Mossberg bicycle bell. This bell will make every body get out of your way


----------



## GiovanniLiCalsi (Jun 19, 2021)

That will damage your tire!
Must sell it to me!


----------



## David Brown (Jun 19, 2021)

I wouldn't  want you to damage your tire also.


----------



## Tall (Jun 20, 2021)

@locomotion   Wow, thats some collection!!


----------



## bicyclerNY (Jun 20, 2021)

A variety of TOC bells.


----------



## Tall (Jun 20, 2021)

@bicyclerNY  Amazing display!  Did you create that yourself?


----------



## GiovanniLiCalsi (Jun 20, 2021)

Who is the owner of this marvelous New Departure Bell display?


----------



## locomotion (Jun 20, 2021)

GiovanniLiCalsi said:


> Who is the owner of this marvelous New Departure Bell display?
> 
> View attachment 1433376



Are those really "all" ND bells?
Sure is a nice display


----------



## GiovanniLiCalsi (Jun 20, 2021)

Ringing in Father’s Day!


----------



## Rust_Trader (Jun 20, 2021)

GiovanniLiCalsi said:


> Who is the owner of this marvelous New Departure Bell display?
> 
> View attachment 1433376













						For Whom The Bell Tolls | General Discussion About Old Bicycles
					

Apparently it tolls for me. I am going through my bells to see exactly what I have to fill my New Departure bell display. Lots of spare tops. Doubles are available for trade for something I don't have. Of course alwasy looking for more!  Show your bells off as well. Ernest Hemingway would be proud!




					thecabe.com


----------



## bicyclerNY (Jun 20, 2021)

It is a copy of a Monarch display.

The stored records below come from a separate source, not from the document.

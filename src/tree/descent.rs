//! Descent through the volatile index.
//!
//! Operations that may restructure the tree descend once while recording the
//! path: every ancestor with the chosen child index, plus the ancestor (if
//! any) whose key array contains the search key itself. Delete rewrites that
//! ancestor's separator without re-searching, and split replays the path
//! bottom-up when publishing a new leaf.

use smallvec::SmallVec;

use super::inner::{Child, NodeId};
use super::TreeIndex;
use crate::pmem::LeafId;
use crate::stats::TreeStats;

/// Ancestor stacks are bounded; fan-out keeps real trees far shallower.
pub(crate) const MAX_DEPTH: usize = 32;

/// One ancestor on the descent path.
#[derive(Copy, Clone, Debug)]
pub(crate) struct PathEntry {
    pub(crate) node: NodeId,
    pub(crate) child_idx: usize,
}

/// The ancestor whose key array contains the search key, by path level and
/// key position.
#[derive(Copy, Clone, Debug)]
pub(crate) struct IndexNodeRef {
    pub(crate) level: usize,
    pub(crate) key_idx: usize,
}

/// Everything a structural operation needs to know about its descent.
pub(crate) struct DescentPath {
    pub(crate) entries: SmallVec<[PathEntry; MAX_DEPTH]>,
    pub(crate) index_node: Option<IndexNodeRef>,
    pub(crate) leaf: LeafId,
}

impl DescentPath {
    /// The level at which the search key appears as a separator, if any.
    pub(crate) fn index_entry(&self) -> Option<(PathEntry, usize)> {
        self.index_node
            .map(|ix| (self.entries[ix.level], ix.key_idx))
    }
}

/// Walks from the root to the leaf whose range covers `key`. Returns `None`
/// on an empty tree.
pub(crate) fn find_leaf<const I: usize>(
    index: &TreeIndex<I>,
    key: u64,
    stats: &TreeStats,
) -> Option<LeafId> {
    let mut cursor = index.root?;
    loop {
        match cursor {
            Child::Leaf(id) => {
                stats.inc_leaf_searches();
                return Some(id);
            }
            Child::Inner(node_id) => {
                stats.inc_inner_searches();
                let node = index.arena.get(node_id);
                let (child_idx, _) = node.find_child_index(key);
                cursor = node.child(child_idx);
            }
        }
    }
}

/// As [`find_leaf`], additionally recording the ancestor path and the
/// index-node position for `key`.
pub(crate) fn find_leaf_with_path<const I: usize>(
    index: &TreeIndex<I>,
    key: u64,
    stats: &TreeStats,
) -> Option<DescentPath> {
    let mut cursor = index.root?;
    let mut entries: SmallVec<[PathEntry; MAX_DEPTH]> = SmallVec::new();
    let mut index_node = None;
    loop {
        match cursor {
            Child::Leaf(id) => {
                stats.inc_leaf_searches();
                return Some(DescentPath {
                    entries,
                    index_node,
                    leaf: id,
                });
            }
            Child::Inner(node_id) => {
                stats.inc_inner_searches();
                let node = index.arena.get(node_id);
                let (child_idx, found) = node.find_child_index(key);
                if found {
                    index_node = Some(IndexNodeRef {
                        level: entries.len(),
                        key_idx: child_idx - 1,
                    });
                }
                entries.push(PathEntry {
                    node: node_id,
                    child_idx,
                });
                cursor = node.child(child_idx);
            }
        }
    }
}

Yes a did built it.


----------



## GiovanniLiCalsi (Jun 20, 2021)

bicyclerNY said:


> It is a copy of a Monarch display. Yes a did built it.
> 
> View attachment 1433380



The fly or bee is very cool!


----------



## locomotion (Jun 22, 2021)

Another little.
Bevin Special B85 bell. 
Pat. April 27, '97


----------



## locomotion (Jun 24, 2021)

some advertising


----------



## Awhipple (Jul 26, 2021)

Is this a toc bell? I found it at an antique store in Blaine,  WA  for $10. Hoping I didn't get ripped off. Thanks guys. Works great and has a good sound.


----------



## bikebozo (Jul 26, 2021)




----------



## GiovanniLiCalsi (Jul 26, 2021)

Circa 1896 Liberty Bell Co. Automatic Alarm bell, made in Bristol, Ct.


----------



## tanksalot (Dec 11, 2021)

I just bought these in a antique shop sorry for the lap photo . I’m thinking the base on the cat bell isn’t the Correct base? The Indian bell has no base and there’s a screw on the side I’m guessing it’s a mounting screw. There’s no center  post mount that I can see on the Indian. I’ll try to put on some better photos when I can. If anyone has any info on these I’d appreciate it.


----------



## oldspoke (Feb 16, 2022)

Here is an heavy cast bronze bell for an early Safety bicycle. The
dome measures 3" across and the handlebar attachment is for a set of narrow bars. The bell is unmarked but a similar bell is known to exist.
I have just been informed that the bell is a Silver King offered by Howard Smith & Co. of Newark N.J. circa 1894 - Thanks Richard !


----------



## MonkeyWrenching (Feb 19, 2022)

A push button wind up that I still haven't got working quiet right unfortunately. 
Band clamp looks a lot like a Hibbard but I'm unsure of the make.


----------